In his cover story, “DNA Extraction on Arrest: Is it Constitutional?,” Dupuis explains how DNA evidence is obtained and used, discusses how state law expands DNA collection, and explores the constitutionality of collecting DNA at arrest, before conviction.
Dupuis concludes that a recent U.S. Supreme Court decision in Maryland v. King “probably eliminates federal constitutional obstacles to expansion of the warrantless, suspicionless collection of DNA to situations involving people arrested for serious felonies.” But Dupuis says the decision does not preclude other questions.
“[I]n areas left open by the decision, familiar public policy considerations will remain paramount: to what extent does society’s compelling interest in catching criminals justify police intrusions on the bodily integrity and genetic privacy of persons not yet convicted of a crime,” Dupuis asks in this must-read for any lawyer practicing criminal law.
Meet Our Contributors
Bet you didn’t know Andrew Hebl loves Portuguese food and drink. Laurence Dupuis? He has vivid dreams about waterskiing. And Meghan O’Conner would like to have dinner with Aaron Sorkin, at Burt’s Place in Chicago.
Learn more about this month’s contributing authors in our “Meet Our Contributors” column.
Other Feature Articles
Dupuis has DNA covered, but Meghan O’Conner and Diane Welsh explain how new health care laws impact attorneys, and not just health law attorneys.
In “Casting a Wider Net: Health Information Privacy is Not Just for Health Lawyers,” O’Conner and Welsh discuss new HIPAA regulations. These new rules will affect any attorney who comes into contact with health information, they say.
“Lawyers in many areas – labor and employment, litigation, corporate, banking – may be subject to new, expanded liability as a result of the recently released omnibus final rule,” they write. “It is important for lawyers to take note of the new changes to the HIPAA landscape, even lawyers who practice outside the health law field.”
Still, the net gets even wider, internationally speaking, in Thomas Doerr Jr.’s “Doing Business Overseas? Don’t Run Afoul of U.S. Foreign Corruption Laws.”
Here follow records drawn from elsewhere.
//! Port trait definitions (Hexagonal Architecture)
//!
//! This module defines async trait interfaces that infrastructure adapters
//! and drivers must implement:
//! - `ModelBackend`: Chat-completion calls
//! - `EmbeddingProvider`: Text-to-vector generation for memory retrieval
//! - `MemoryStore`: Durable phase and conclusion storage
//! - `ControlSurface`: Driver-side conclusion review and human escalation
//!
//! These traits define the contracts that allow the engine to be independent
//! of specific infrastructure implementations.

pub mod control;
pub mod embedding;
pub mod memory_store;
pub mod model_backend;
pub mod null_embedding;

pub use control::{AutoControl, ControlDecision, ControlSurface};
pub use embedding::EmbeddingProvider;
pub use memory_store::MemoryStore;
pub use model_backend::ModelBackend;
pub use null_embedding::NullEmbeddingProvider;
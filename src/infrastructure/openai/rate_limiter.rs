use std::sync::Arc;
use std::time::{Duration, Instant};
use tokio::sync::Mutex;
use tokio::time::sleep;

use crate::domain::models::RateLimitConfig;

/// Token bucket rate limiter for API request throttling
///
/// Implements the token bucket algorithm to keep backend requests
/// within the configured rate. The bucket starts full: up to
/// `burst_size` requests pass immediately, then requests are paced at
/// `requests_per_second`.
#[derive(Clone)]
pub struct TokenBucketRateLimiter {
    /// Current number of available tokens
    tokens: Arc<Mutex<f64>>,
    /// Maximum token capacity (burst tolerance)
    capacity: f64,
    /// Tokens added per second
    refill_rate: f64,
    /// Last time tokens were refilled
    last_refill: Arc<Mutex<Instant>>,
}

impl TokenBucketRateLimiter {
    /// Create a new rate limiter
    ///
    /// # Arguments
    /// * `requests_per_second` - Sustained request rate (refill rate)
    /// * `burst_size` - Bucket capacity; requests that fit the burst pass
    ///   without waiting
    pub fn new(requests_per_second: f64, burst_size: u32) -> Self {
        assert!(requests_per_second > 0.0, "rate limit must be positive");
        assert!(burst_size > 0, "burst size must be at least 1");

        let capacity = f64::from(burst_size);
        Self {
            tokens: Arc::new(Mutex::new(capacity)),
            capacity,
            refill_rate: requests_per_second,
            last_refill: Arc::new(Mutex::new(Instant::now())),
        }
    }

    /// Build a limiter from configuration
    pub fn from_config(config: &RateLimitConfig) -> Self {
        Self::new(config.requests_per_second, config.burst_size)
    }

    /// Acquire a token from the bucket, waiting if necessary
    ///
    /// Blocks until a token is available. Tokens are refilled based on
    /// the elapsed time since the last refill.
    pub async fn acquire(&self) {
        loop {
            let mut tokens = self.tokens.lock().await;
            let mut last_refill = self.last_refill.lock().await;

            // Refill tokens based on elapsed time
            let now = Instant::now();
            let elapsed = now.duration_since(*last_refill).as_secs_f64();
            let new_tokens = (*tokens + elapsed * self.refill_rate).min(self.capacity);

            if new_tokens >= 1.0 {
                *tokens = new_tokens - 1.0;
                *last_refill = now;
                break;
            }

            // No tokens available; wait roughly until the next one lands
            let tokens_needed = 1.0 - new_tokens;
            let wait_time_secs = tokens_needed / self.refill_rate;
            let wait_duration = Duration::from_secs_f64(wait_time_secs.max(0.01));

            // Release locks before sleeping
            drop(tokens);
            drop(last_refill);

            sleep(wait_duration).await;
        }
    }

    /// Get the current number of available tokens (for testing/monitoring)
    #[cfg(test)]
    pub async fn available_tokens(&self) -> f64 {
        let tokens = self.tokens.lock().await;
        let last_refill = self.last_refill.lock().await;

        let now = Instant::now();
        let elapsed = now.duration_since(*last_refill).as_secs_f64();
        (*tokens + elapsed * self.refill_rate).min(self.capacity)
    }
}
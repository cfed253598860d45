use anyhow::Result;
use std::io;
use tracing::Level;
use tracing_appender::non_blocking::WorkerGuard;
use tracing_appender::rolling;
use tracing_subscriber::fmt::format::FmtSpan;
use tracing_subscriber::layer::SubscriberExt;
use tracing_subscriber::util::SubscriberInitExt;
use tracing_subscriber::{EnvFilter, Layer};

use crate::domain::models::LoggingConfig;

/// Handle returned by [`init_logging`]
///
/// Keeps the non-blocking file writer alive; dropping it flushes any
/// buffered log lines. Hold it for the lifetime of the process.
pub struct LogHandle {
    _guard: Option<WorkerGuard>,
}

/// Initialize the global tracing subscriber from configuration
///
/// Stderr always gets a layer in the configured format, keeping stdout
/// free for command output. When `dir` is non-empty, a daily-rotated
/// JSON file layer is added alongside it so chain runs leave a
/// structured transcript on disk.
///
/// # Errors
/// Returns an error if the level string cannot be parsed.
pub fn init_logging(config: &LoggingConfig) -> Result<LogHandle> {
    let default_level = parse_log_level(&config.level)?;

    // EnvFilter is not Clone, so each layer builds its own.
    let env_filter = || {
        EnvFilter::builder()
            .with_default_directive(default_level.into())
            .from_env_lossy()
    };

    let guard = if config.dir.is_empty() {
        match config.format.as_str() {
            "json" => {
                let console_layer = tracing_subscriber::fmt::layer()
                    .json()
                    .with_writer(io::stderr)
                    .with_current_span(true)
                    .with_target(true)
                    .with_filter(env_filter());

                tracing_subscriber::registry().with(console_layer).init();
            }
            _ => {
                let console_layer = tracing_subscriber::fmt::layer()
                    .pretty()
                    .with_writer(io::stderr)
                    .with_target(true)
                    .with_span_events(FmtSpan::CLOSE)
                    .with_filter(env_filter());

                tracing_subscriber::registry().with(console_layer).init();
            }
        }

        None
    } else {
        let file_appender = rolling::daily(&config.dir, "colloquy.log");
        let (non_blocking_file, guard) = tracing_appender::non_blocking(file_appender);

        // File output stays JSON regardless of the console format.
        let file_layer = tracing_subscriber::fmt::layer()
            .json()
            .with_writer(non_blocking_file)
            .with_ansi(false)
            .with_current_span(true)
            .with_target(true)
            .with_filter(env_filter());

        match config.format.as_str() {
            "json" => {
                let console_layer = tracing_subscriber::fmt::layer()
                    .json()
                    .with_writer(io::stderr)
                    .with_current_span(true)
                    .with_target(true)
                    .with_filter(env_filter());

                tracing_subscriber::registry()
                    .with(file_layer)
                    .with(console_layer)
                    .init();
            }
            _ => {
                let console_layer = tracing_subscriber::fmt::layer()
                    .pretty()
                    .with_writer(io::stderr)
                    .with_target(true)
                    .with_span_events(FmtSpan::CLOSE)
                    .with_filter(env_filter());

                tracing_subscriber::registry()
                    .with(file_layer)
                    .with(console_layer)
                    .init();
            }
        }

        Some(guard)
    };

    tracing::info!(
        level = %config.level,
        format = %config.format,
        file_output = !config.dir.is_empty(),
        "logger initialized"
    );

    Ok(LogHandle { _guard: guard })
}

/// Parse log level string to Level
fn parse_log_level(level: &str) -> Result<Level> {
    match level.to_lowercase().as_str() {
        "trace" => Ok(Level::TRACE),
        "debug" => Ok(Level::DEBUG),
        "info" => Ok(Level::INFO),
        "warn" => Ok(Level::WARN),
        "error" => Ok(Level::ERROR),
        _ => anyhow::bail!("Invalid log level: {level}"),
    }
}

#[cfg(test)]
mod tests {
    use super::*;

    #[test]
    fn test_parse_log_level() {
        assert!(matches!(parse_log_level("trace"), Ok(Level::TRACE)));
        assert!(matches!(parse_log_level("debug"), Ok(Level::DEBUG)));
        assert!(matches!(parse_log_level("info"), Ok(Level::INFO)));
        assert!(matches!(parse_log_level("warn"), Ok(Level::WARN)));
        assert!(matches!(parse_log_level("error"), Ok(Level::ERROR)));
        assert!(matches!(parse_log_level("WARN"), Ok(Level::WARN)));
        assert!(parse_log_level("verbose").is_err());
    }

    #[test]
    fn test_init_console_only() {
        let config = LoggingConfig {
            level: "info".to_string(),
            format: "pretty".to_string(),
            dir: String::new(),
            retention_days: 30,
        };

        // Installs the global subscriber; no other test in this module
        // may call init_logging.
        let handle = init_logging(&config).expect("console-only init should succeed");
        assert!(handle._guard.is_none());
    }

    #[test]
    fn test_bad_level_is_rejected_before_install() {
        let config = LoggingConfig {
            level: "shouting".to_string(),
            format: "pretty".to_string(),
            dir: String::new(),
            retention_days: 30,
        };

        assert!(init_logging(&config).is_err());
    }
}
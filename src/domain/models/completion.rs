//! Model-backend completion shapes, independent of any wire format.

use serde::{Deserialize, Serialize};

/// Token accounting reported by the backend for one call.
#[derive(Debug, Clone, Copy, Default, PartialEq, Eq, Serialize, Deserialize)]
pub struct TokenUsage {
    pub prompt_tokens: u32,
    pub completion_tokens: u32,
    pub total_tokens: u32,
}

/// One completion choice: the produced role-tagged content plus the
/// backend's stop reason for that choice.
#[derive(Debug, Clone, PartialEq, Eq, Serialize, Deserialize)]
pub struct CompletionChoice {
    pub role: String,
    pub content: String,
    pub stop_reason: Option<String>,
}

/// A successful backend completion: identifier, one or more choices, and
/// usage. A response that cannot be shaped into this struct is a backend
/// error, never silently coerced.
#[derive(Debug, Clone, PartialEq, Eq, Serialize, Deserialize)]
pub struct ChatCompletion {
    pub id: String,
    pub choices: Vec<CompletionChoice>,
    pub usage: TokenUsage,
}
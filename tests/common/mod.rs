//! Common test utilities for integration tests
//!
//! Provides the scripted backend, fixed-vector embedding provider, and
//! store fixtures shared across integration test files.

#![allow(dead_code)]

use std::sync::atomic::{AtomicUsize, Ordering};
use std::sync::Arc;

use async_trait::async_trait;

use colloquy::domain::errors::PhaseResult;
use colloquy::domain::models::{
    ChainConfig, ChainStep, ChatCompletion, ChatMessage, CompletionChoice, PhaseStepConfig,
    RetrievalConfig, TokenUsage,
};
use colloquy::domain::ports::{EmbeddingProvider, MemoryStore, ModelBackend};
use colloquy::infrastructure::database::{DatabaseConnection, SqliteMemoryStore};
use colloquy::services::{AgentSettings, PhaseContext};

/// Backend that replays a fixed script of completions in call order.
///
/// Calls past the end of the script return "out of script", which keeps
/// a miscounted test visibly wrong instead of hanging.
pub struct ScriptedBackend {
    responses: Vec<String>,
    calls: AtomicUsize,
}

impl ScriptedBackend {
    pub fn new(responses: &[&str]) -> Arc<Self> {
        Arc::new(Self {
            responses: responses.iter().map(|r| (*r).to_string()).collect(),
            calls: AtomicUsize::new(0),
        })
    }

    pub fn calls(&self) -> usize {
        self.calls.load(Ordering::SeqCst)
    }
}

#[async_trait]
impl ModelBackend for ScriptedBackend {
    fn model(&self) -> &str {
        "scripted"
    }

    async fn complete(&self, _messages: &[ChatMessage]) -> PhaseResult<ChatCompletion> {
        let index = self.calls.fetch_add(1, Ordering::SeqCst);
        let content = self
            .responses
            .get(index)
            .cloned()
            .unwrap_or_else(|| "out of script".to_string());
        Ok(ChatCompletion {
            id: format!("scripted-{index}"),
            choices: vec![CompletionChoice {
                role: "assistant".to_string(),
                content,
                stop_reason: Some("stop".to_string()),
            }],
            usage: TokenUsage::default(),
        })
    }
}

/// Embedding provider that returns the same vector for every input.
pub struct FixedEmbedding {
    vector: Vec<f32>,
}

impl FixedEmbedding {
    pub fn new(vector: Vec<f32>) -> Arc<Self> {
        Arc::new(Self { vector })
    }
}

#[async_trait]
impl EmbeddingProvider for FixedEmbedding {
    fn name(&self) -> &'static str {
        "fixed"
    }

    fn dimension(&self) -> usize {
        self.vector.len()
    }

    async fn embed(&self, _text: &str) -> PhaseResult<Vec<f32>> {
        Ok(self.vector.clone())
    }
}

/// Open a migrated in-memory store. The connection must outlive the
/// store, so both are returned.
pub async fn sqlite_store() -> (DatabaseConnection, Arc<SqliteMemoryStore>) {
    let db = DatabaseConnection::in_memory()
        .await
        .expect("failed to open in-memory database");
    db.migrate().await.expect("failed to run migrations");
    let store = Arc::new(SqliteMemoryStore::new(db.pool().clone()));
    (db, store)
}

/// Context over the default chain prompts with the given services.
pub fn context_with(
    backend: Arc<dyn ModelBackend>,
    embedding: Arc<dyn EmbeddingProvider>,
    store: Arc<dyn MemoryStore>,
) -> Arc<PhaseContext> {
    let config = ChainConfig::default();
    Arc::new(PhaseContext::new(
        backend,
        embedding,
        store,
        RetrievalConfig::default(),
        AgentSettings::default(),
        config.background_prompt,
        config.role_prompts,
    ))
}

pub fn step(kind: &str, assistant: &str, user: &str) -> PhaseStepConfig {
    PhaseStepConfig {
        kind: kind.to_string(),
        assistant_role: assistant.to_string(),
        user_role: user.to_string(),
        turn_limit: None,
        need_reflect: false,
    }
}

pub fn single(kind: &str, assistant: &str, user: &str) -> ChainStep {
    ChainStep::Single(step(kind, assistant, user))
}

pub fn chain_with(phases: Vec<ChainStep>) -> ChainConfig {
    ChainConfig {
        phases,
        ..ChainConfig::default()
    }
}
//! Chat message model shared by agents, sessions, and the phase engine.

use serde::{Deserialize, Serialize};
use std::collections::HashMap;

/// Reserved marker an agent emits on the last line of a response to declare
/// it has reached a final answer.
pub const TERMINATION_MARKER: &str = "<INFO>";

/// The structural role a message plays in a conversation.
#[derive(Debug, Clone, Copy, PartialEq, Eq, Hash, Serialize, Deserialize)]
#[serde(rename_all = "lowercase")]
pub enum RoleKind {
    System,
    Assistant,
    User,
}

impl RoleKind {
    /// Wire-format name used in backend requests.
    pub const fn as_str(&self) -> &'static str {
        match self {
            Self::System => "system",
            Self::Assistant => "assistant",
            Self::User => "user",
        }
    }

    /// Parse a `RoleKind` from its wire-format name.
    #[allow(clippy::should_implement_trait)]
    pub fn from_str(s: &str) -> Option<Self> {
        match s {
            "system" => Some(Self::System),
            "assistant" => Some(Self::Assistant),
            "user" => Some(Self::User),
            _ => None,
        }
    }
}

impl std::fmt::Display for RoleKind {
    fn fmt(&self, f: &mut std::fmt::Formatter<'_>) -> std::fmt::Result {
        write!(f, "{}", self.as_str())
    }
}

/// One immutable message in a conversation.
///
/// `role_name` is the persona ("Chief Executive Officer"), `role_kind` the
/// structural slot the backend sees. Insertion order within a history is
/// chronological order.
#[derive(Debug, Clone, PartialEq, Eq, Serialize, Deserialize)]
pub struct ChatMessage {
    /// Persona name of the sender.
    pub role_name: String,

    /// Structural role for the backend.
    pub role_kind: RoleKind,

    /// Message body.
    pub content: String,

    /// Free-form annotations (phase name, turn index, retrieval ids).
    #[serde(default)]
    pub metadata: HashMap<String, String>,
}

impl ChatMessage {
    /// Create a message with an empty metadata map.
    pub fn new(
        role_name: impl Into<String>,
        role_kind: RoleKind,
        content: impl Into<String>,
    ) -> Self {
        Self {
            role_name: role_name.into(),
            role_kind,
            content: content.into(),
            metadata: HashMap::new(),
        }
    }

    /// Convenience constructor for a system message.
    pub fn system(role_name: impl Into<String>, content: impl Into<String>) -> Self {
        Self::new(role_name, RoleKind::System, content)
    }

    /// Convenience constructor for an assistant message.
    pub fn assistant(role_name: impl Into<String>, content: impl Into<String>) -> Self {
        Self::new(role_name, RoleKind::Assistant, content)
    }

    /// Convenience constructor for a user message.
    pub fn user(role_name: impl Into<String>, content: impl Into<String>) -> Self {
        Self::new(role_name, RoleKind::User, content)
    }

    /// Attach a metadata entry (builder style).
    #[must_use]
    pub fn with_metadata(mut self, key: impl Into<String>, value: impl Into<String>) -> Self {
        self.metadata.insert(key.into(), value.into());
        self
    }

    /// Whether this message declares termination: its last line starts with
    /// the reserved marker. A trailing newline leaves an empty final line,
    /// which never matches.
    pub fn declares_termination(&self) -> bool {
        self.content
            .rsplit('\n')
            .next()
            .is_some_and(|line| line.starts_with(TERMINATION_MARKER))
    }
}

/// Extract the conclusion from marker-delimited content: everything after
/// the LAST marker occurrence wins, discarding earlier marker-prefixed text.
/// Content without a marker is returned whole. The result is trimmed.
pub fn extract_conclusion(content: &str) -> &str {
    content
        .rsplit(TERMINATION_MARKER)
        .next()
        .unwrap_or(content)
        .trim()
}
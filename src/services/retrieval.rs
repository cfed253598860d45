//! Conclusion memory retrieval.
//!
//! Embeds a query, fetches the most recent conclusions recorded under a
//! phase, and keeps the ones whose cosine similarity clears the threshold.
//! The candidate set is bounded by recency BEFORE scoring: what the store
//! saw last is what can be recalled, even when an older row would score
//! higher. Callers treat the result as advisory context.

use std::sync::Arc;

use tracing::{debug, warn};

use crate::domain::errors::{PhaseError, PhaseResult};
use crate::domain::models::RetrievalConfig;
use crate::domain::ports::{EmbeddingProvider, MemoryStore};

/// One retrieved conclusion with its similarity score.
#[derive(Debug, Clone)]
pub struct RetrievedConclusion {
    pub id: i64,
    pub content: String,
    pub similarity: f32,
}

/// Scores recent stored conclusions against a query embedding.
pub struct ConclusionRetriever {
    store: Arc<dyn MemoryStore>,
    embedding: Arc<dyn EmbeddingProvider>,
    config: RetrievalConfig,
}

impl ConclusionRetriever {
    pub fn new(
        store: Arc<dyn MemoryStore>,
        embedding: Arc<dyn EmbeddingProvider>,
        config: RetrievalConfig,
    ) -> Self {
        Self {
            store,
            embedding,
            config,
        }
    }

    /// Retrieve conclusions recorded under `phase_name` relevant to `query`.
    ///
    /// Fetches the `top_k` newest rows, scores each against the query
    /// embedding, and keeps scores at or above the threshold. Rows whose
    /// embeddings cannot be scored (dimension mismatch, malformed vector)
    /// are skipped with a warning. Results keep the store's newest-first
    /// order.
    ///
    /// # Errors
    /// Returns `PhaseError::Retrieval` when the query cannot be embedded
    /// or the recency query fails.
    pub async fn retrieve(
        &self,
        phase_name: &str,
        query: &str,
    ) -> PhaseResult<Vec<RetrievedConclusion>> {
        let query_embedding = self
            .embedding
            .embed(query)
            .await
            .map_err(|e| PhaseError::Retrieval(format!("query embedding failed: {e}")))?;

        // A null provider yields an empty vector; nothing can match it.
        if query_embedding.is_empty() {
            return Ok(Vec::new());
        }

        let candidates = self
            .store
            .query_recent(phase_name, self.config.top_k)
            .await
            .map_err(|e| PhaseError::Retrieval(format!("recency query failed: {e}")))?;

        let fetched = candidates.len();
        let mut kept = Vec::new();
        for row in candidates {
            match row.cosine_similarity(&query_embedding) {
                Some(score) if score >= self.config.similarity_threshold => {
                    kept.push(RetrievedConclusion {
                        id: row.id,
                        content: row.content,
                        similarity: score,
                    });
                }
                Some(_) => {}
                None => {
                    warn!(
                        conclusion_id = row.id,
                        phase = phase_name,
                        "Skipping conclusion with unusable embedding"
                    );
                }
            }
        }

        debug!(
            phase = phase_name,
            fetched,
            kept = kept.len(),
            threshold = self.config.similarity_threshold,
            "Memory retrieval complete"
        );
        Ok(kept)
    }
}

#[cfg(test)]
mod tests {
    use super::*;
    use crate::domain::models::{ConclusionRecord, StoredConclusion};
    use async_trait::async_trait;

    struct StubStore {
        rows: Vec<StoredConclusion>,
    }

    #[async_trait]
    impl MemoryStore for StubStore {
        async fn find_or_create_phase(&self, _name: &str, _prompt: &str) -> PhaseResult<i64> {
            Ok(1)
        }

        async fn insert_conclusion(
            &self,
            _phase_id: i64,
            _record: &ConclusionRecord,
        ) -> PhaseResult<i64> {
            Ok(1)
        }

        async fn query_recent(
            &self,
            _phase_name: &str,
            limit: usize,
        ) -> PhaseResult<Vec<StoredConclusion>> {
            Ok(self.rows.iter().take(limit).cloned().collect())
        }
    }

    struct StubEmbedding {
        vector: Vec<f32>,
    }

    #[async_trait]
    impl EmbeddingProvider for StubEmbedding {
        fn name(&self) -> &'static str {
            "stub"
        }

        fn dimension(&self) -> usize {
            self.vector.len()
        }

        async fn embed(&self, _text: &str) -> PhaseResult<Vec<f32>> {
            Ok(self.vector.clone())
        }
    }

    fn retriever_with(
        rows: Vec<StoredConclusion>,
        query_vector: Vec<f32>,
        config: RetrievalConfig,
    ) -> ConclusionRetriever {
        ConclusionRetriever::new(
            Arc::new(StubStore { rows }),
            Arc::new(StubEmbedding {
                vector: query_vector,
            }),
            config,
        )
    }

    fn row(id: i64, content: &str, embedding: Vec<f32>) -> StoredConclusion {
        StoredConclusion {
            id,
            content: content.to_string(),
            embedding,
        }
    }

    #[tokio::test]
    async fn test_threshold_is_inclusive() {
        // Unit vectors at exactly the threshold angle: cos = 0.75.
        let rows = vec![row(1, "kept", vec![0.75, (1.0f32 - 0.75 * 0.75).sqrt()])];
        let retriever = retriever_with(rows, vec![1.0, 0.0], RetrievalConfig::default());

        let result = retriever.retrieve("coding", "query").await.expect("retrieve");
        assert_eq!(result.len(), 1);
        assert!((result[0].similarity - 0.75).abs() < 1e-5);
    }

    #[tokio::test]
    async fn test_below_threshold_is_dropped() {
        let rows = vec![row(1, "orthogonal", vec![0.0, 1.0])];
        let retriever = retriever_with(rows, vec![1.0, 0.0], RetrievalConfig::default());

        let result = retriever.retrieve("coding", "query").await.expect("retrieve");
        assert!(result.is_empty());
    }

    #[tokio::test]
    async fn test_dimension_mismatch_is_skipped_not_fatal() {
        let rows = vec![
            row(1, "bad", vec![1.0, 0.0, 0.0]),
            row(2, "good", vec![1.0, 0.0]),
        ];
        let retriever = retriever_with(rows, vec![1.0, 0.0], RetrievalConfig::default());

        let result = retriever.retrieve("coding", "query").await.expect("retrieve");
        assert_eq!(result.len(), 1);
        assert_eq!(result[0].id, 2);
    }

    #[tokio::test]
    async fn test_empty_query_embedding_disables_retrieval() {
        let rows = vec![row(1, "anything", vec![1.0, 0.0])];
        let retriever = retriever_with(rows, Vec::new(), RetrievalConfig::default());

        let result = retriever.retrieve("coding", "query").await.expect("retrieve");
        assert!(result.is_empty());
    }

    #[tokio::test]
    async fn test_candidates_bounded_by_top_k() {
        let rows: Vec<StoredConclusion> = (0..10)
            .map(|i| row(i, "match", vec![1.0, 0.0]))
            .collect();
        let config = RetrievalConfig {
            top_k: 3,
            ..RetrievalConfig::default()
        };
        let retriever = retriever_with(rows, vec![1.0, 0.0], config);

        let result = retriever.retrieve("coding", "query").await.expect("retrieve");
        assert_eq!(result.len(), 3);
    }
}
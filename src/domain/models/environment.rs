//! Shared environment dictionary owned by the phase chain.

use serde::{Deserialize, Serialize};
use std::collections::{BTreeSet, HashMap};

/// String-keyed values shared across phases (task prompt, modality,
/// language, code artifacts, review comments, test reports), plus the
/// roster of recruited roles.
///
/// Owned by the chain; mutated only by the currently executing phase.
#[derive(Debug, Clone, Default, Serialize, Deserialize)]
pub struct ChainEnv {
    values: HashMap<String, String>,
    recruited: BTreeSet<String>,
}

impl ChainEnv {
    /// Create an environment seeded with the task prompt.
    pub fn new(task_prompt: impl Into<String>) -> Self {
        let mut env = Self::default();
        env.set("task_prompt", task_prompt.into());
        env
    }

    pub fn get(&self, key: &str) -> Option<&str> {
        self.values.get(key).map(String::as_str)
    }

    /// Value for `key`, or the empty string when absent.
    pub fn get_or_empty(&self, key: &str) -> &str {
        self.get(key).unwrap_or("")
    }

    pub fn set(&mut self, key: impl Into<String>, value: impl Into<String>) {
        self.values.insert(key.into(), value.into());
    }

    pub fn contains(&self, key: &str) -> bool {
        self.values.contains_key(key)
    }

    /// All values, for placeholder rendering.
    pub fn values(&self) -> &HashMap<String, String> {
        &self.values
    }

    /// Register a role as an active participant.
    pub fn recruit(&mut self, role_name: impl Into<String>) {
        self.recruited.insert(role_name.into());
    }

    pub fn is_recruited(&self, role_name: &str) -> bool {
        self.recruited.contains(role_name)
    }

    /// Recruited roles in stable (sorted) order.
    pub fn recruited(&self) -> impl Iterator<Item = &str> {
        self.recruited.iter().map(String::as_str)
    }

    pub fn task_prompt(&self) -> &str {
        self.get_or_empty("task_prompt")
    }
}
“Attorneys who advise Wisconsin companies and individuals that currently do business outside the United States or aspire to do so must be aware of and help their clients comply with nuances of the Foreign Corrupt Practices Act so as to avoid breaking the law while building commercial ties,” Doerr writes before explaining the law.
The number of U.S. Supreme Court cases that originated from a Wisconsin state court since 1946. Get more of these tidbits in our “Briefly” column.
What Else is Inside?
“10 Questions” with Tom Erickson, a Milwaukee lawyer who writes poetry in his free time, often about law and lawyering. Don’t miss his “Speaking in Tongues” poem, a powerful translation from the streets to the courtroom.
A “101” column on deposition techniques. “Although aimed at new lawyers, the tips also will be useful refreshers for more experienced attorneys,” write lawyers Kara Burgos, Andrew Hebl, and Eric Ryberg.
An “As I See It” column from Matthew Lynch, who foretells the next wave of privacy litigation: Digital media cases. “There are signs that this status quo is ripe for a significant shift in the coming years,” Lynch writes.
An “Ethics” column on texting potential clients. “While the sending of such messages is not absolutely barred, lawyers who do so must comply with the advertising rules,” according to attorney Dean Dietrich.
A “Final Thought” from John Skilton titled, “Pay Progression for Public Sector Attorneys: Progress in the Right Direction.” Skilton applauds better pay for public sector criminal lawyers, but urges similar support in the civil justice system.